§ Material for this task:
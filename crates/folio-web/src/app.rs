use folio_core::choreography::{self, Choreography};
use folio_core::content::{About, Footer, Profile, Project, ProjectArt, Skills, Social};
use folio_core::{Action, NavController, Portfolio, ScrollTracker, Sections};
use gloo::events::{EventListener, EventListenerOptions, EventListenerPhase};
use leptos::prelude::*;
use leptos_meta::*;
use tracing::error;

use crate::contact::ContactSection;
use crate::dom;
use crate::motion::{MotionHandle, use_motion};
use crate::nav::{Navbar, Navigation, use_navigation};

#[component]
pub fn App() -> impl IntoView {
    provide_meta_context();

    match Portfolio::builtin() {
        Ok(portfolio) => view! { <Site portfolio/> }.into_any(),
        Err(e) => {
            error!("{:#}", e);
            view! { <p class="load-error">"This page could not be loaded."</p> }.into_any()
        }
    }
}

/// The whole page, wired to the frame loop and the scroll listener
#[component]
fn Site(portfolio: Portfolio) -> impl IntoView {
    let settings = portfolio.motion.clone();
    let choreography = Choreography::for_portfolio(&portfolio);
    let motion = MotionHandle::new(&choreography);
    let tracker = ScrollTracker::new(
        Sections::portfolio(),
        settings.header_offset,
        settings.scroll_threshold,
    );
    let nav = Navigation::new(
        NavController::new(tracker).scroll_duration(settings.nav_scroll_seconds),
        motion,
    );
    provide_context(motion);
    provide_context(nav);

    let scroll_listener = StoredValue::new_local(None::<EventListener>);

    Effect::new(move |_| {
        if scroll_listener.with_value(Option::is_some) {
            return;
        }
        motion.mount();
        nav.on_scroll();
        if let Some(hash) = dom::location_hash() {
            nav.go_to_fragment(&hash);
        }

        let Some(window) = web_sys::window() else {
            return;
        };
        let options = EventListenerOptions {
            phase: EventListenerPhase::Bubble,
            passive: true,
        };
        let listener = EventListener::new_with_options(&window, "scroll", options, move |_| {
            nav.on_scroll();
            motion.observe();
        });
        scroll_listener.set_value(Some(listener));
    });

    on_cleanup(move || {
        scroll_listener.try_update_value(|listener| listener.take());
        motion.shutdown();
    });

    let title = format!("{} | {}", portfolio.profile.name, portfolio.profile.role);
    let description = portfolio.profile.tagline.clone();
    let brand = portfolio.footer.brand.clone();
    let Portfolio {
        profile,
        about,
        projects,
        skills,
        contact,
        footer,
        ..
    } = portfolio;
    let socials = contact.socials.clone();
    let portrait = profile.portrait.clone();

    view! {
        <Title text=title/>
        <Meta name="description" content=description/>

        <Navbar brand=brand/>
        <main>
            <Hero profile=profile cta_seconds=settings.cta_scroll_seconds/>
            <AboutSection about=about portrait=portrait/>
            <ProjectsSection projects=projects/>
            <SkillsSection skills=skills/>
            <ContactSection contact=contact submit_delay=settings.submit_delay()/>
        </main>
        <SiteFooter footer=footer socials=socials/>
    }
}

#[component]
fn Hero(profile: Profile, cta_seconds: f64) -> impl IntoView {
    let nav = use_navigation();

    view! {
        <section id="hero" class="hero">
            <div class="section-inner hero-grid">
                <div class="hero-text">
                    <h1 id=choreography::HERO_TITLE class="hero-title">
                        "Hi, I'm " <span class="text-gradient">{profile.name}</span>
                    </h1>
                    <p id=choreography::HERO_SUBTITLE class="hero-subtitle">
                        "A passionate " <span class="hero-role">{profile.role}</span> " "
                        {profile.tagline}
                    </p>
                    <div id=choreography::HERO_CTA class="hero-cta">
                        <button
                            class="btn btn-primary"
                            on:click=move |_| nav.go_with("projects", Some(cta_seconds))
                        >
                            "View My Work"
                        </button>
                        {profile.cv.map(|cv| view! {
                            <a class="btn btn-secondary" href=cv download="">"Download CV"</a>
                        })}
                    </div>
                </div>
                <div id=choreography::HERO_IMAGE class="hero-image">
                    <div class="hero-blob"></div>
                    <div class="hero-card">
                        <div class="hero-card-icon">"</>"</div>
                        <p>"Developer"</p>
                    </div>
                </div>
            </div>
            <div class="scroll-indicator"></div>
        </section>
    }
}

#[component]
fn AboutSection(about: About, portrait: String) -> impl IntoView {
    view! {
        <section id="about" class="about">
            <div class="section-inner about-grid">
                <div id=choreography::ABOUT_IMAGE class="about-image">
                    <img src=portrait alt="Portrait"/>
                </div>
                <div id=choreography::ABOUT_TEXT class="about-text">
                    <h2 class="section-title">"About " <span class="text-gradient">"Me"</span></h2>
                    {about.paragraphs.into_iter().map(|p| view! { <p>{p}</p> }).collect_view()}
                    <div class="highlights">
                        {about
                            .highlights
                            .into_iter()
                            .map(|h| view! {
                                <div class="card highlight">
                                    <h3>{h.title}</h3>
                                    <p>{h.summary}</p>
                                </div>
                            })
                            .collect_view()}
                    </div>
                </div>
            </div>
        </section>
    }
}

#[component]
fn ProjectsSection(projects: Vec<Project>) -> impl IntoView {
    view! {
        <section id="projects" class="projects">
            <div class="section-inner">
                <h2 id=choreography::PROJECTS_HEADING class="section-title">
                    "Featured " <span class="text-gradient">"Projects"</span>
                </h2>
                <div class="project-grid">
                    {projects
                        .into_iter()
                        .enumerate()
                        .map(|(index, project)| view! { <ProjectCard index project/> })
                        .collect_view()}
                </div>
            </div>
        </section>
    }
}

#[component]
fn ProjectCard(index: usize, project: Project) -> impl IntoView {
    let motion = use_motion();
    let image_failed = RwSignal::new(false);
    let initial = project.initial();

    let art = match project.art() {
        ProjectArt::Image(src) => {
            let src = src.to_string();
            let alt = project.title.clone();
            view! {
                <Show
                    when=move || !image_failed.get()
                    fallback=move || view! { <span class="project-initial">{initial.to_string()}</span> }
                >
                    <img src=src.clone() alt=alt.clone() on:error=move |_| image_failed.set(true)/>
                </Show>
            }
            .into_any()
        }
        ProjectArt::Emoji(emoji) => {
            view! { <span class="project-emoji">{emoji.to_string()}</span> }.into_any()
        }
        ProjectArt::Initial(letter) => {
            view! { <span class="project-initial">{letter.to_string()}</span> }.into_any()
        }
    };

    view! {
        <div
            id=choreography::project_card(index)
            class="project-card"
            on:mouseenter=move |_| motion.play(|r| r.project_hover.get(index).copied(), Action::Play)
            on:mouseleave=move |_| motion.play(|r| r.project_hover.get(index).copied(), Action::Reverse)
        >
            <div id=choreography::project_card_body(index) class="card">
                <div class=format!("project-art bg-gradient-to-br {}", project.accent)>{art}</div>
                <h3>{project.title.clone()}</h3>
                <p>{project.description.clone()}</p>
                <ul class="tech-list">
                    {project
                        .technologies
                        .iter()
                        .map(|t| view! { <li class="tech">{t.clone()}</li> })
                        .collect_view()}
                </ul>
                <div class="project-links">
                    {project.demo_url.clone().map(|url| view! {
                        <a href=url target="_blank" rel="noopener noreferrer">"Live Demo"</a>
                    })}
                    {project.code_url.clone().map(|url| view! {
                        <a href=url target="_blank" rel="noopener noreferrer">"Code"</a>
                    })}
                </div>
            </div>
        </div>
    }
}

#[component]
fn SkillsSection(skills: Skills) -> impl IntoView {
    let mut next_index = 0;
    let categories = skills
        .categories
        .into_iter()
        .map(|category| {
            let first = next_index;
            next_index += category.skills.len();
            let cards = category
                .skills
                .into_iter()
                .enumerate()
                .map(|(offset, skill)| {
                    let index = first + offset;
                    view! {
                        <div id=choreography::skill_card(index) class="card skill-card">
                            <div class="skill-head">
                                <span class="skill-icon">{skill.icon}</span>
                                <span class="skill-name">{skill.name}</span>
                                <span class="skill-level">{format!("{}%", skill.level)}</span>
                            </div>
                            <div class="skill-track">
                                <div id=choreography::skill_bar(index) class="skill-bar"></div>
                            </div>
                        </div>
                    }
                })
                .collect_view();
            view! {
                <div class="skill-category">
                    <h3>{category.title}</h3>
                    <div class="skill-grid">{cards}</div>
                </div>
            }
        })
        .collect_view();

    view! {
        <section id="skills" class="skills">
            <div class="section-inner">
                <h2 id=choreography::SKILLS_HEADING class="section-title">
                    "Skills & " <span class="text-gradient">"Technologies"</span>
                </h2>
                <p class="section-intro">{skills.intro}</p>
                {categories}
                <div class="extra-skills">
                    <h3>"Other Technologies"</h3>
                    <ul class="tech-list">
                        {skills
                            .extra
                            .into_iter()
                            .map(|t| view! { <li class="tech">{t}</li> })
                            .collect_view()}
                    </ul>
                </div>
            </div>
        </section>
    }
}

#[component]
fn SiteFooter(footer: Footer, socials: Vec<Social>) -> impl IntoView {
    let nav = use_navigation();
    let brand = footer.brand.clone();

    view! {
        <footer class="footer">
            <div class="section-inner footer-grid">
                <div class="footer-brand">
                    <div class="text-gradient">{footer.brand}</div>
                    <p>{footer.tagline}</p>
                </div>
                <div class="footer-links">
                    {nav
                        .sections()
                        .into_iter()
                        .map(|section| {
                            let id = section.id.clone();
                            view! {
                                <button class="footer-link" on:click=move |_| nav.go(&id)>
                                    {section.label}
                                </button>
                            }
                        })
                        .collect_view()}
                </div>
                <div class="footer-socials">
                    {socials
                        .into_iter()
                        .map(|social| view! {
                            <a
                                class="social-link"
                                href=social.url
                                target="_blank"
                                rel="noopener noreferrer"
                                title=social.name
                            >
                                {social.icon}
                            </a>
                        })
                        .collect_view()}
                </div>
            </div>
            <p class="copyright">{format!("© {}. All rights reserved.", brand)}</p>
        </footer>
    }
}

§ Exercise:
Could you count the lines of the listing above that hold the word "socials" and give only the total?

§ Answer to this exercise:
5